PROMPT> Below are some records. Count the lines with "depth" in them and give nothing but the total.

[Saved entries]
== Segment start ==

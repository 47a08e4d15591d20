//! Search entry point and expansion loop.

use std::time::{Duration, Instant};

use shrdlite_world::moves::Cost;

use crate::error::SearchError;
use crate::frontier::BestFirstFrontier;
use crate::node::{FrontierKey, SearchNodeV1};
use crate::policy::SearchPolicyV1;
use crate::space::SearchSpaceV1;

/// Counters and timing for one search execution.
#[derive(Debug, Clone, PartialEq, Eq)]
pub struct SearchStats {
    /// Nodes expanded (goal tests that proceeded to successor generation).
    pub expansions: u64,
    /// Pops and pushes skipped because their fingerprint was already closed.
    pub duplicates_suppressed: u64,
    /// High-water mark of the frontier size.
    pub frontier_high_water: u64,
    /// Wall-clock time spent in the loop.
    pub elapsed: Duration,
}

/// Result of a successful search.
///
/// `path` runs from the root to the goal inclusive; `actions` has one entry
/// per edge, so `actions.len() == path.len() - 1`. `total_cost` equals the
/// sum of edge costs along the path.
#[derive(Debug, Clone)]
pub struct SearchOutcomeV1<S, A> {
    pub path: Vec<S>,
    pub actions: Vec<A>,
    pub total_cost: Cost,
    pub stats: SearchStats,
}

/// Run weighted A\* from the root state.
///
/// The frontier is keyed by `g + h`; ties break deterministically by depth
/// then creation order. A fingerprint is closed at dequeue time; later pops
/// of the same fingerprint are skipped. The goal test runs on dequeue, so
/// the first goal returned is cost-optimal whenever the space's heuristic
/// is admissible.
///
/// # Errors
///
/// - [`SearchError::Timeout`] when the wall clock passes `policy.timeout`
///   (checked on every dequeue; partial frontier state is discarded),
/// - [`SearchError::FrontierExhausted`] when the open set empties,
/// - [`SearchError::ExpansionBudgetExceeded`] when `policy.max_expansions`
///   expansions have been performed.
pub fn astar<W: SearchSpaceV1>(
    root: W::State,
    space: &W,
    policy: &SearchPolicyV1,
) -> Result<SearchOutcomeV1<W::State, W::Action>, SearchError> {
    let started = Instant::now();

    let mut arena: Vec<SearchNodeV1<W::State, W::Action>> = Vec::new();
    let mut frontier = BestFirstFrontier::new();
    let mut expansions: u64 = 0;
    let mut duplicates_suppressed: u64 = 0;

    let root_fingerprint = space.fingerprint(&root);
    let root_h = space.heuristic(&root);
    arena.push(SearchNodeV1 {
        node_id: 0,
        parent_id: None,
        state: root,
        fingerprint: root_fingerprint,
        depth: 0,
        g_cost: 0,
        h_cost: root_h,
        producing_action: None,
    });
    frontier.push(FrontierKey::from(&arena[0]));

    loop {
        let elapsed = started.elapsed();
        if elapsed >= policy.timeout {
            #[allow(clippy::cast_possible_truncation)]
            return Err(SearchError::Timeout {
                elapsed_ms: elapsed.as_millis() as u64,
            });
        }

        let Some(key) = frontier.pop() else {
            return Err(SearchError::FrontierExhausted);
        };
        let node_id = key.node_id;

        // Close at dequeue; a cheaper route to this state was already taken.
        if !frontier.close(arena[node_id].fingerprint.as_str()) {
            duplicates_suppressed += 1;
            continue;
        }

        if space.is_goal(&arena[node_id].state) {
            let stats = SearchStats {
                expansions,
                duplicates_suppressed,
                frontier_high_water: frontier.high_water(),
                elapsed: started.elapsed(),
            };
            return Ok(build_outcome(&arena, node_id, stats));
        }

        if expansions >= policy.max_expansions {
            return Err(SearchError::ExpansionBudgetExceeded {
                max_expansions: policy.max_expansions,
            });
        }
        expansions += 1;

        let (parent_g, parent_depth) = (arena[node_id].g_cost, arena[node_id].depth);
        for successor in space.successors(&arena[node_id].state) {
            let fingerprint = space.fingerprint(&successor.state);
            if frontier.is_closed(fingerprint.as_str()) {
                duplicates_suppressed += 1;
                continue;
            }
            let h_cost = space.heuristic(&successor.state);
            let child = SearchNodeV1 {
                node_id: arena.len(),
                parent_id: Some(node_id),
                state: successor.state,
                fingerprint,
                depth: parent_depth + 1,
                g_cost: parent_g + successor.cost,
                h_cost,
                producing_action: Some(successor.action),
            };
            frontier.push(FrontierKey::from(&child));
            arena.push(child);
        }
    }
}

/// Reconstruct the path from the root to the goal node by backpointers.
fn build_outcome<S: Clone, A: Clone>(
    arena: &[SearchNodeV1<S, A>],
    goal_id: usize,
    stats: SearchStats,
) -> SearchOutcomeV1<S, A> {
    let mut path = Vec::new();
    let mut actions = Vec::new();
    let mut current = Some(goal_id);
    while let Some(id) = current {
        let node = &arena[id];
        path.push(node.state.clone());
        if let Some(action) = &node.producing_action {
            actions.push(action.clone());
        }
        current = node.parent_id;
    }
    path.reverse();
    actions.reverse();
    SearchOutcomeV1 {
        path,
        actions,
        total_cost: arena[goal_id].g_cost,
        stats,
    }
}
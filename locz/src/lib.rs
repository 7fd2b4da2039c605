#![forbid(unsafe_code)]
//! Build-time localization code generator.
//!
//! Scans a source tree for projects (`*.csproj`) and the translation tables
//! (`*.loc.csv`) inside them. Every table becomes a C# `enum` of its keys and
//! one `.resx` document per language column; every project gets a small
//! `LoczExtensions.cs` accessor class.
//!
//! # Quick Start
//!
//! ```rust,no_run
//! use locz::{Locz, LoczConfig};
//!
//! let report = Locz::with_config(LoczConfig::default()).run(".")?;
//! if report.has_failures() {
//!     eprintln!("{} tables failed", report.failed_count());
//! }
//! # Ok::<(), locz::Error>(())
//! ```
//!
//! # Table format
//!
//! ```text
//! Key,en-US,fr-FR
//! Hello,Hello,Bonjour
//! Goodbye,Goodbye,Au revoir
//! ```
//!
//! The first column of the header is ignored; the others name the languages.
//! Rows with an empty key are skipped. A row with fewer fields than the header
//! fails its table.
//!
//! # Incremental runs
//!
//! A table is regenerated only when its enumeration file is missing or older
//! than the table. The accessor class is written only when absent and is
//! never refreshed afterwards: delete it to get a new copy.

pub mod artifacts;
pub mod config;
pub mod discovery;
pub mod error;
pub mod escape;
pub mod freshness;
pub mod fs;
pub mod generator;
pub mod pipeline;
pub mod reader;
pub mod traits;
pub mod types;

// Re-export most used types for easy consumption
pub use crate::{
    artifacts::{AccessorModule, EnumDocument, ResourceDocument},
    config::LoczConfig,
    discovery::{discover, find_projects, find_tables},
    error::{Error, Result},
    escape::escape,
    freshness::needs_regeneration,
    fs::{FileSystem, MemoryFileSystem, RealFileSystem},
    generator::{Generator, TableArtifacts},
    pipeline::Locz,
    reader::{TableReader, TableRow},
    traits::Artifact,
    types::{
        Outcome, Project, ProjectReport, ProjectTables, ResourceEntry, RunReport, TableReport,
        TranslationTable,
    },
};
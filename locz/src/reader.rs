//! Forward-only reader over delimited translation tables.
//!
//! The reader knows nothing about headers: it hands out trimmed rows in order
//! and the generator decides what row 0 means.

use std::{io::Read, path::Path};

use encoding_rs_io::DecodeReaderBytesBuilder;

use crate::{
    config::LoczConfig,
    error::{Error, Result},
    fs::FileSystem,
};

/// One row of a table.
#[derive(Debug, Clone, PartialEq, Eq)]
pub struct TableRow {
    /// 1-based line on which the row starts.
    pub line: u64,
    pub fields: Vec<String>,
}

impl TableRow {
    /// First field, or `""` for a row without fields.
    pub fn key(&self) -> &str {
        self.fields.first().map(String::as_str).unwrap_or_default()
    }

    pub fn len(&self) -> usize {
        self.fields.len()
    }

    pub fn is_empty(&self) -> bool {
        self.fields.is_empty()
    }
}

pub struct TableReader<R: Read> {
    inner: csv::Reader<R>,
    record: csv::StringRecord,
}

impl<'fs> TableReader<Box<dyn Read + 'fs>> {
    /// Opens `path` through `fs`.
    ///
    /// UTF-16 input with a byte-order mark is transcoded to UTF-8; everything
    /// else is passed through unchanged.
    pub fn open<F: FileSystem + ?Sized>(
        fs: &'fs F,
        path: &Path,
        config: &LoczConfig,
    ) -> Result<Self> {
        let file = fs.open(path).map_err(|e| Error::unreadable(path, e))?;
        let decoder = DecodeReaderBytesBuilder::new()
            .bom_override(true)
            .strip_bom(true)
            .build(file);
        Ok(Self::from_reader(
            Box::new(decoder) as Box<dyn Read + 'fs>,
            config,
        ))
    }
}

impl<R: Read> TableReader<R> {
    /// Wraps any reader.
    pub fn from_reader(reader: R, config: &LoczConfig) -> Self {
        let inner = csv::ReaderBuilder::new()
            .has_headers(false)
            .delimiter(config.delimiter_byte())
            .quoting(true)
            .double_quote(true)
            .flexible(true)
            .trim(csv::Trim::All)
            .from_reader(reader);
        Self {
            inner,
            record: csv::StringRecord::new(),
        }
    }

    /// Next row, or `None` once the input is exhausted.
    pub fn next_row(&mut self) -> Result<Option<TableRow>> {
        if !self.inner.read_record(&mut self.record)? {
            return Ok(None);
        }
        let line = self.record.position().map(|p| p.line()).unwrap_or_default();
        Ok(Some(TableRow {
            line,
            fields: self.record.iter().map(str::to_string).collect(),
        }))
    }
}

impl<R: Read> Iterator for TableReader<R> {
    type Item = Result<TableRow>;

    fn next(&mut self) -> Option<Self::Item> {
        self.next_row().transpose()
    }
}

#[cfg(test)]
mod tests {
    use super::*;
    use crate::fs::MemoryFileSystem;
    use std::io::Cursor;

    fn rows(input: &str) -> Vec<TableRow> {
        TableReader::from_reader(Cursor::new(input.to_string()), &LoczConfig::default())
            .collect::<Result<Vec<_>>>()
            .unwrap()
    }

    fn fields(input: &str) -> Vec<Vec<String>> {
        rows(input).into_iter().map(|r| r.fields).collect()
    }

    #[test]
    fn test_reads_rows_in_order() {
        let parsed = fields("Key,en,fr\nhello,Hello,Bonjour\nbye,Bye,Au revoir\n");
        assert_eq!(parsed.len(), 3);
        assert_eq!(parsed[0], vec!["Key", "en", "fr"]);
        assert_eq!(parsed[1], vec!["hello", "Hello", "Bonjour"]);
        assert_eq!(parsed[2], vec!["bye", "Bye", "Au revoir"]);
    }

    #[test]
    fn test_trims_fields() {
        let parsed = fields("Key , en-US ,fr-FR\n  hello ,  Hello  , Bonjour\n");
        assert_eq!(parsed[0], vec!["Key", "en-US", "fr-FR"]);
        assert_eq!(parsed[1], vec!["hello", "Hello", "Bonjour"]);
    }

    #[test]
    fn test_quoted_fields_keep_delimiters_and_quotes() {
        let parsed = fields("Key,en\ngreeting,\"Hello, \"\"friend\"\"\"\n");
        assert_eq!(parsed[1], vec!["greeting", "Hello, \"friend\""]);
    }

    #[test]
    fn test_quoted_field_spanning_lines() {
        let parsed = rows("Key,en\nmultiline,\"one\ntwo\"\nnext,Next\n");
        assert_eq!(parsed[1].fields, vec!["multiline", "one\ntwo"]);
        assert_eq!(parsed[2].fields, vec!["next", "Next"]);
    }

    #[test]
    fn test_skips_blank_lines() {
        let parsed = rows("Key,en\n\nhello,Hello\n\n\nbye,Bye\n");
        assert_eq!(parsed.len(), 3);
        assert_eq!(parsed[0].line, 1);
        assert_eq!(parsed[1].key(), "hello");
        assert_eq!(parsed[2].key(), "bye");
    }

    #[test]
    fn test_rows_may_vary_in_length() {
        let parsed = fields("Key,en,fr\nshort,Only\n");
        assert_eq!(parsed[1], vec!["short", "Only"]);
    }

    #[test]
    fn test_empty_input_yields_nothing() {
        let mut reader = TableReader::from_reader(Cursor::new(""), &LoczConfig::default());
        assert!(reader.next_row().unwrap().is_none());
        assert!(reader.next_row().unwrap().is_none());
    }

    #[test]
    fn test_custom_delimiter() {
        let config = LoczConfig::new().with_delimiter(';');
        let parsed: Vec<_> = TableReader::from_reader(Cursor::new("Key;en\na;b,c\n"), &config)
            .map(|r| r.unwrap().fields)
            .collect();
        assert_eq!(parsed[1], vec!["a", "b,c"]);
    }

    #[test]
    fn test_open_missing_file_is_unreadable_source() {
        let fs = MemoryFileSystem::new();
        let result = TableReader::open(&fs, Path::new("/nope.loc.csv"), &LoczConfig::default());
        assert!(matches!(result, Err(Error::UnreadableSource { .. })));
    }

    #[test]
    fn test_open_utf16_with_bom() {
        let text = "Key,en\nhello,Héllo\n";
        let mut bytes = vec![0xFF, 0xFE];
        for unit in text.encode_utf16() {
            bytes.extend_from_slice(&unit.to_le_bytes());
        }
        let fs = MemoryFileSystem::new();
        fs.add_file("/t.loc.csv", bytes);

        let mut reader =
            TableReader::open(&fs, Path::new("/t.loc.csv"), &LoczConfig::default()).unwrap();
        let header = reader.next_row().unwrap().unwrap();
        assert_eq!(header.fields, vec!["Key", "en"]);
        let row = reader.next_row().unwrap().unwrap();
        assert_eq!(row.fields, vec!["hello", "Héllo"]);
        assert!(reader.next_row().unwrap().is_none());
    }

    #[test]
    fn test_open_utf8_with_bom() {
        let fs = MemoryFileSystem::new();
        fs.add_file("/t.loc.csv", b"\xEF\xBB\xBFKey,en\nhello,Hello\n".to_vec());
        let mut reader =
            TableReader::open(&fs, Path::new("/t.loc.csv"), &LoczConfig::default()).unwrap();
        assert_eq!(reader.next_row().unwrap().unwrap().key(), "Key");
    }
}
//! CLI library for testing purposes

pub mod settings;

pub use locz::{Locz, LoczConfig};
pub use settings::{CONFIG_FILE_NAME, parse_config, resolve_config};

== Segment end ==

OUTPUT OF THE EXERCISE> 4